[What this task involves]
Extract, from the records beneath this instruction, each line that contains the word "FileError".

Saved entries
=== Begin Enclosure ===

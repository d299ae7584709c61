//! End-to-end tests against the real pdfium engine.
//!
//! These need a pdfium shared library (see `PDFIUM_LIB_PATH`) and are gated
//! behind the `E2E_ENABLED` environment variable so they do not run in CI
//! unless explicitly requested. The PDFs are generated on the fly.
//!
//! Run with:
//!   E2E_ENABLED=1 PDFIUM_LIB_PATH=./libpdfium.so cargo test --test e2e -- --nocapture

use edgequake_pdf2jpg::{
    bind_pdfium, convert_dir, ConversionConfig, FileError, NamingScheme,
};
use std::path::Path;
use std::sync::Arc;

// ── Test helpers ─────────────────────────────────────────────────────────────

/// Bind pdfium, or skip the test when e2e runs are off or no library exists.
macro_rules! e2e_rasterizer {
    () => {{
        if std::env::var("E2E_ENABLED").is_err() {
            println!("SKIP: set E2E_ENABLED=1 to run e2e tests");
            return;
        }
        let _ = tracing_subscriber::fmt()
            .with_env_filter(tracing_subscriber::EnvFilter::from_default_env())
            .with_test_writer()
            .try_init();
        match bind_pdfium() {
            Ok(r) => Arc::new(r),
            Err(e) => {
                println!("SKIP: {e}");
                return;
            }
        }
    }};
}

/// A valid PDF with `pages` blank 200×100pt pages.
fn minimal_pdf(pages: usize) -> Vec<u8> {
    let mut objects: Vec<String> = Vec::new();
    objects.push("<< /Type /Catalog /Pages 2 0 R >>".to_string());
    let kids: Vec<String> = (0..pages).map(|i| format!("{} 0 R", i + 3)).collect();
    objects.push(format!(
        "<< /Type /Pages /Kids [{}] /Count {} >>",
        kids.join(" "),
        pages
    ));
    for _ in 0..pages {
        objects.push("<< /Type /Page /Parent 2 0 R /MediaBox [0 0 200 100] >>".to_string());
    }

    let mut pdf = String::from("%PDF-1.4\n");
    let mut offsets = Vec::new();
    for (i, body) in objects.iter().enumerate() {
        offsets.push(pdf.len());
        pdf.push_str(&format!("{} 0 obj\n{}\nendobj\n", i + 1, body));
    }

    let xref_at = pdf.len();
    pdf.push_str(&format!("xref\n0 {}\n", objects.len() + 1));
    pdf.push_str("0000000000 65535 f \n");
    for off in offsets {
        pdf.push_str(&format!("{off:010} 00000 n \n"));
    }
    pdf.push_str(&format!(
        "trailer\n<< /Size {} /Root 1 0 R >>\nstartxref\n{}\n%%EOF\n",
        objects.len() + 1,
        xref_at
    ));
    pdf.into_bytes()
}

fn write(path: &Path, bytes: &[u8]) {
    std::fs::create_dir_all(path.parent().unwrap()).unwrap();
    std::fs::write(path, bytes).unwrap();
}

// ── Tests ────────────────────────────────────────────────────────────────────

#[tokio::test]
async fn test_convert_mirrored_tree() {
    let rasterizer = e2e_rasterizer!();
    let tmp = tempfile::tempdir().unwrap();
    let docs = tmp.path().join("docs");
    write(&docs.join("a.pdf"), &minimal_pdf(1));
    write(&docs.join("sub/b.pdf"), &minimal_pdf(3));
    let out = tmp.path().join("out");

    let config = ConversionConfig::builder()
        .output_dir(&out)
        .naming(NamingScheme::Stem)
        .error_log(Some(tmp.path().join("errors.log")))
        .build()
        .unwrap();
    let output = convert_dir(&docs, &config, rasterizer).await.unwrap();

    assert_eq!(output.stats.converted_files, 2);
    assert_eq!(output.stats.total_images, 4);

    // Single page at scale 1.0, multi-page at the default quality 2.0.
    let single = image::open(out.join("a.jpg")).unwrap();
    assert_eq!((single.width(), single.height()), (200, 100));
    for n in 1..=3 {
        let page = image::open(out.join(format!("sub/b-page{n}.jpg"))).unwrap();
        assert_eq!((page.width(), page.height()), (400, 200));
    }
}

#[tokio::test]
async fn test_corrupt_pdf_is_isolated() {
    let rasterizer = e2e_rasterizer!();
    let tmp = tempfile::tempdir().unwrap();
    let docs = tmp.path().join("docs");
    write(&docs.join("good.pdf"), &minimal_pdf(2));
    write(&docs.join("bad.pdf"), b"%PDF-1.4\nthis is not a pdf body");
    let out = tmp.path().join("out");
    let log = tmp.path().join("errors.log");

    let config = ConversionConfig::builder()
        .output_dir(&out)
        .flatten(true)
        .error_log(Some(log.clone()))
        .build()
        .unwrap();
    let output = convert_dir(&docs, &config, rasterizer).await.unwrap();

    assert_eq!(output.stats.converted_files, 1);
    assert_eq!(output.stats.failed_files, 1);
    assert!(matches!(
        output.failures().next().unwrap().error,
        Some(FileError::Open { .. })
    ));
    assert_eq!(std::fs::read_dir(&out).unwrap().count(), 2);

    let content = std::fs::read_to_string(&log).unwrap();
    assert_eq!(content.lines().count(), 1);
    assert!(content.contains("bad.pdf"));
}

#[test]
fn test_minimal_pdf_is_well_formed() {
    let pdf = minimal_pdf(2);
    let text = String::from_utf8(pdf).unwrap();
    assert!(text.starts_with("%PDF-1.4"));
    assert!(text.contains("/Count 2"));
    assert!(text.trim_end().ends_with("%%EOF"));
}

=== End Enclosure ===

[Result of the task]
    bind_pdfium, convert_dir, ConversionConfig, FileError, NamingScheme,
        Some(FileError::Open { .. })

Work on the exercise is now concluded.